(Recorded data)

= = = = =

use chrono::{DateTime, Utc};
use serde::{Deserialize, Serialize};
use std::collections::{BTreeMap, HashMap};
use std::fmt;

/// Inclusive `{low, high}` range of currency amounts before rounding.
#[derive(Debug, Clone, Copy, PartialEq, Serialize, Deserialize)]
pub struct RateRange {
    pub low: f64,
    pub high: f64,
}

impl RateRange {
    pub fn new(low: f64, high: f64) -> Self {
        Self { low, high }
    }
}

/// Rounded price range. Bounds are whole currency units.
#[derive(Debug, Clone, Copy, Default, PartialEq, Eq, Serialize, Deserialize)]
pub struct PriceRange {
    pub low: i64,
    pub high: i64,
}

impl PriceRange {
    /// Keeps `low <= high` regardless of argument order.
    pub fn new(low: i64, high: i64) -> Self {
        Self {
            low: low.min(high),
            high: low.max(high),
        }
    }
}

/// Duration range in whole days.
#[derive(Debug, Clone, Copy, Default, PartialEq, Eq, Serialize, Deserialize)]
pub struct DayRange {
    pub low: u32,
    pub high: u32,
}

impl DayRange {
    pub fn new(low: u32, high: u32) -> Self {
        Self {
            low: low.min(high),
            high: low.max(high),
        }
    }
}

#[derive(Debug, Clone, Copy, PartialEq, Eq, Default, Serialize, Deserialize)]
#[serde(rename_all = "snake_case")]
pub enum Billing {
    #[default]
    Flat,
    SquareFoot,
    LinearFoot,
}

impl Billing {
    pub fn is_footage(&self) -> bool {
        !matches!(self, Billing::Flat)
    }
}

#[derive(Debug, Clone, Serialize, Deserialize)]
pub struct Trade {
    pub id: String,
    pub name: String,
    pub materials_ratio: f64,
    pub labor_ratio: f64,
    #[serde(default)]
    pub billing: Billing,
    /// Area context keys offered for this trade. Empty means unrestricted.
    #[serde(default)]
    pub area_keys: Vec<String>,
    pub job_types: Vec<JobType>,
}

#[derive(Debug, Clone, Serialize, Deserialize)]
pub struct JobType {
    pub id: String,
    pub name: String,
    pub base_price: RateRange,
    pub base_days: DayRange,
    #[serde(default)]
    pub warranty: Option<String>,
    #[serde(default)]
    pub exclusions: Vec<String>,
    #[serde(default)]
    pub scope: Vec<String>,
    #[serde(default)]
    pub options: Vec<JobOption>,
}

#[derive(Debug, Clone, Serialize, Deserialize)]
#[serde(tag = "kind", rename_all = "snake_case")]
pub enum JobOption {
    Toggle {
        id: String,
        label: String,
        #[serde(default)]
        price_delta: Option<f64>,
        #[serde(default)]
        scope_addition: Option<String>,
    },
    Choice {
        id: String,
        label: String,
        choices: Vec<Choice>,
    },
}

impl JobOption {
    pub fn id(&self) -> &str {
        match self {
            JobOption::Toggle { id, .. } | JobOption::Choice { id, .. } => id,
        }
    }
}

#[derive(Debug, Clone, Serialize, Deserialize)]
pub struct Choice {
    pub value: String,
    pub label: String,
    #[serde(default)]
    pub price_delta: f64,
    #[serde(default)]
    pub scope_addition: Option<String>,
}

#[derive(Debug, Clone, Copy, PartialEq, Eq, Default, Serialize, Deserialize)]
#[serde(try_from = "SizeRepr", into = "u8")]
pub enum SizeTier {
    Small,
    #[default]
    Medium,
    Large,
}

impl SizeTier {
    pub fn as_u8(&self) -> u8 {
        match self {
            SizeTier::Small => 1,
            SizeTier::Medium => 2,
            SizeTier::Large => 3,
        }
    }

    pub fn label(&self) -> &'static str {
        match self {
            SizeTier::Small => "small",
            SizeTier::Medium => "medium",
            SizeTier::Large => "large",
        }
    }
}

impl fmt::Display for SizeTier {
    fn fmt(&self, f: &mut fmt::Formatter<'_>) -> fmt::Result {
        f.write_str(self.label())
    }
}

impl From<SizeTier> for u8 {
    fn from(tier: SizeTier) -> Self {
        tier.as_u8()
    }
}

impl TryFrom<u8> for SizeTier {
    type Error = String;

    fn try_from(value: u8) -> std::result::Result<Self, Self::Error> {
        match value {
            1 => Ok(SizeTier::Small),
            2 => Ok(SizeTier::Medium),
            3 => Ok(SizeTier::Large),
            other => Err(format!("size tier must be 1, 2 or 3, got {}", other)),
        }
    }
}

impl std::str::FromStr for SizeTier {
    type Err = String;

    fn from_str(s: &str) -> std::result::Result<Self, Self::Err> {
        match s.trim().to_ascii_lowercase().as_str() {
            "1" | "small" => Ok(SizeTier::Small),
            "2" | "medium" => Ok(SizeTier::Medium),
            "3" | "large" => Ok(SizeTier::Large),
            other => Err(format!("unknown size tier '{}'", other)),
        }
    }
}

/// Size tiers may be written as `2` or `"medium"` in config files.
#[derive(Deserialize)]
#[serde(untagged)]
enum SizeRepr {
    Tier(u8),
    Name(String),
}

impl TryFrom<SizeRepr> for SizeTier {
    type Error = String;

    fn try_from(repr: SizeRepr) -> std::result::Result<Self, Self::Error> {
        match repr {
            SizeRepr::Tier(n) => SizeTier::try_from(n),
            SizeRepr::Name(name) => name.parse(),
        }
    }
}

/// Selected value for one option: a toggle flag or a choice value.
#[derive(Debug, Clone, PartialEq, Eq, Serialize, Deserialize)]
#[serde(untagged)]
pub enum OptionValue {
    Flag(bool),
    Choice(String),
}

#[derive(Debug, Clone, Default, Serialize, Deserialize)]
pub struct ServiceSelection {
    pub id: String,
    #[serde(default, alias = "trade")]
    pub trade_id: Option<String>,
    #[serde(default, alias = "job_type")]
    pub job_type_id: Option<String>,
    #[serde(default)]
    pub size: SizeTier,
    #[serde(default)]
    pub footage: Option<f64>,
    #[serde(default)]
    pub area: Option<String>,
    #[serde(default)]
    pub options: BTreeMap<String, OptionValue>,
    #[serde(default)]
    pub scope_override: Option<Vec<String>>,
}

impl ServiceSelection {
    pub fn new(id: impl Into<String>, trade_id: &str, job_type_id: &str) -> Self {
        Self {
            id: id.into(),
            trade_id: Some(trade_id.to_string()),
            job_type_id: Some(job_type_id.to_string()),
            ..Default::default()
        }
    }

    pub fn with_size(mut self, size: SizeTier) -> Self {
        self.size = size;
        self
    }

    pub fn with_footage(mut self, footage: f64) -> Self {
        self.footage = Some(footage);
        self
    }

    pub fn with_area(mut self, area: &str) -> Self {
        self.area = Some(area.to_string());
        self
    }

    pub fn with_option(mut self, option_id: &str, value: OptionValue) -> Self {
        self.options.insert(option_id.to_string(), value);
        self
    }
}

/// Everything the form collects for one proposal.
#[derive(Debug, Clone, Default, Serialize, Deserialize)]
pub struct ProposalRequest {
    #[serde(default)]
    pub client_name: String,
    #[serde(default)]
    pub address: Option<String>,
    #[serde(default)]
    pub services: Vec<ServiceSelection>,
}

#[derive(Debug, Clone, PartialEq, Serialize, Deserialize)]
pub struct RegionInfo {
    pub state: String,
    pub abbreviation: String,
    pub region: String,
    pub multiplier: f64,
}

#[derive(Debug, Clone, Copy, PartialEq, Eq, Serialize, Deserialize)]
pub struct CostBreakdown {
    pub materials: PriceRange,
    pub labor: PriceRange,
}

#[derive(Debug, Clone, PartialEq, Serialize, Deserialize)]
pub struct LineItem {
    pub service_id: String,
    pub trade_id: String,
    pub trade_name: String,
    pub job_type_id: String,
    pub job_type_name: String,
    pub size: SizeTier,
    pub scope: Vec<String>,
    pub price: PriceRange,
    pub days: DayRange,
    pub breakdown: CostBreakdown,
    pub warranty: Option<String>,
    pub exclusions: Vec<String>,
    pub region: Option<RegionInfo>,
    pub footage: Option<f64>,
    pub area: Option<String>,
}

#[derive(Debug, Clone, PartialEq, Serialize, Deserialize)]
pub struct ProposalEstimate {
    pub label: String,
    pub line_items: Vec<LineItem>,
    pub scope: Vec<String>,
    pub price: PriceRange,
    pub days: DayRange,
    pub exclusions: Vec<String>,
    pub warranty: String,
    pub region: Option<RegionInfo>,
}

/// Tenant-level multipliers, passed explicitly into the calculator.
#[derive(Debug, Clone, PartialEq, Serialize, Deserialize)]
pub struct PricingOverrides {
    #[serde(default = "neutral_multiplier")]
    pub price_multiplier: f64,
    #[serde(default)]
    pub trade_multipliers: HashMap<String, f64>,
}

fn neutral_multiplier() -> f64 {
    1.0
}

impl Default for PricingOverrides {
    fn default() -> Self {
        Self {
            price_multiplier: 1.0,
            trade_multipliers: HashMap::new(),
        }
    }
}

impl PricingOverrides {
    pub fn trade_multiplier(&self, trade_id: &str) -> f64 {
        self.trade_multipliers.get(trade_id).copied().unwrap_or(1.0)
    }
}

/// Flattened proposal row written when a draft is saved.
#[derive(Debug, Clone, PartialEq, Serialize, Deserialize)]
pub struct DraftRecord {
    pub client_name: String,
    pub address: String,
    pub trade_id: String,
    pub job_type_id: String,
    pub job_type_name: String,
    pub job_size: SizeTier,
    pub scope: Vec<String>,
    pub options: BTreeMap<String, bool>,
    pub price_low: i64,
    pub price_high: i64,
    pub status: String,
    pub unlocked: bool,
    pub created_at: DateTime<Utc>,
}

= = = = =

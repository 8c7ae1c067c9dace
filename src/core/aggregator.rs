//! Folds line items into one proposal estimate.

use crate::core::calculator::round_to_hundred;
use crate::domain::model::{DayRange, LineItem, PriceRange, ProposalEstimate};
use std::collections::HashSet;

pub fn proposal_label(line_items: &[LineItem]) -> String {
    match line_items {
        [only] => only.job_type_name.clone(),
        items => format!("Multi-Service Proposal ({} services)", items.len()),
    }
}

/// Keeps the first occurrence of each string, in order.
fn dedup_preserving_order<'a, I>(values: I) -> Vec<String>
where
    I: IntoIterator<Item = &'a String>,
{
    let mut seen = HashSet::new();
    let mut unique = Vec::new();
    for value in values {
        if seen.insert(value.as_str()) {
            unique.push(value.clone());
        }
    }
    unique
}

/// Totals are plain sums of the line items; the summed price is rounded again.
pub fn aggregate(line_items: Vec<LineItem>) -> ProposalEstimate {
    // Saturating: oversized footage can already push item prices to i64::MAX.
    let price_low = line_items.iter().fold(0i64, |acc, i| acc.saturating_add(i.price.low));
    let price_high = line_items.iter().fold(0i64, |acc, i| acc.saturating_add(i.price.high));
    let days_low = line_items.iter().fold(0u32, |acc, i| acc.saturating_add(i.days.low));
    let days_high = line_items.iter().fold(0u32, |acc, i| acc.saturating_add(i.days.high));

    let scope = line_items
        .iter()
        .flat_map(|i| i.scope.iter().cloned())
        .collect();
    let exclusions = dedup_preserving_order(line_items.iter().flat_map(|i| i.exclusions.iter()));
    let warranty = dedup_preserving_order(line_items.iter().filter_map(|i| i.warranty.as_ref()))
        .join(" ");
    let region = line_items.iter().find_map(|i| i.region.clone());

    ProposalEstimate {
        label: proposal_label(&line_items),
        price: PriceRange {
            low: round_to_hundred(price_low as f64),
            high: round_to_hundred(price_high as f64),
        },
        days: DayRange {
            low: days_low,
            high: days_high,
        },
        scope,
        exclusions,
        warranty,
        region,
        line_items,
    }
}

= = = = =

■ **The task**: Collect every line above that contains the word "calculator".

■ **Response area**:
/// Tenant-level multipliers, passed explicitly into the calculator.
use crate::core::calculator::round_to_hundred;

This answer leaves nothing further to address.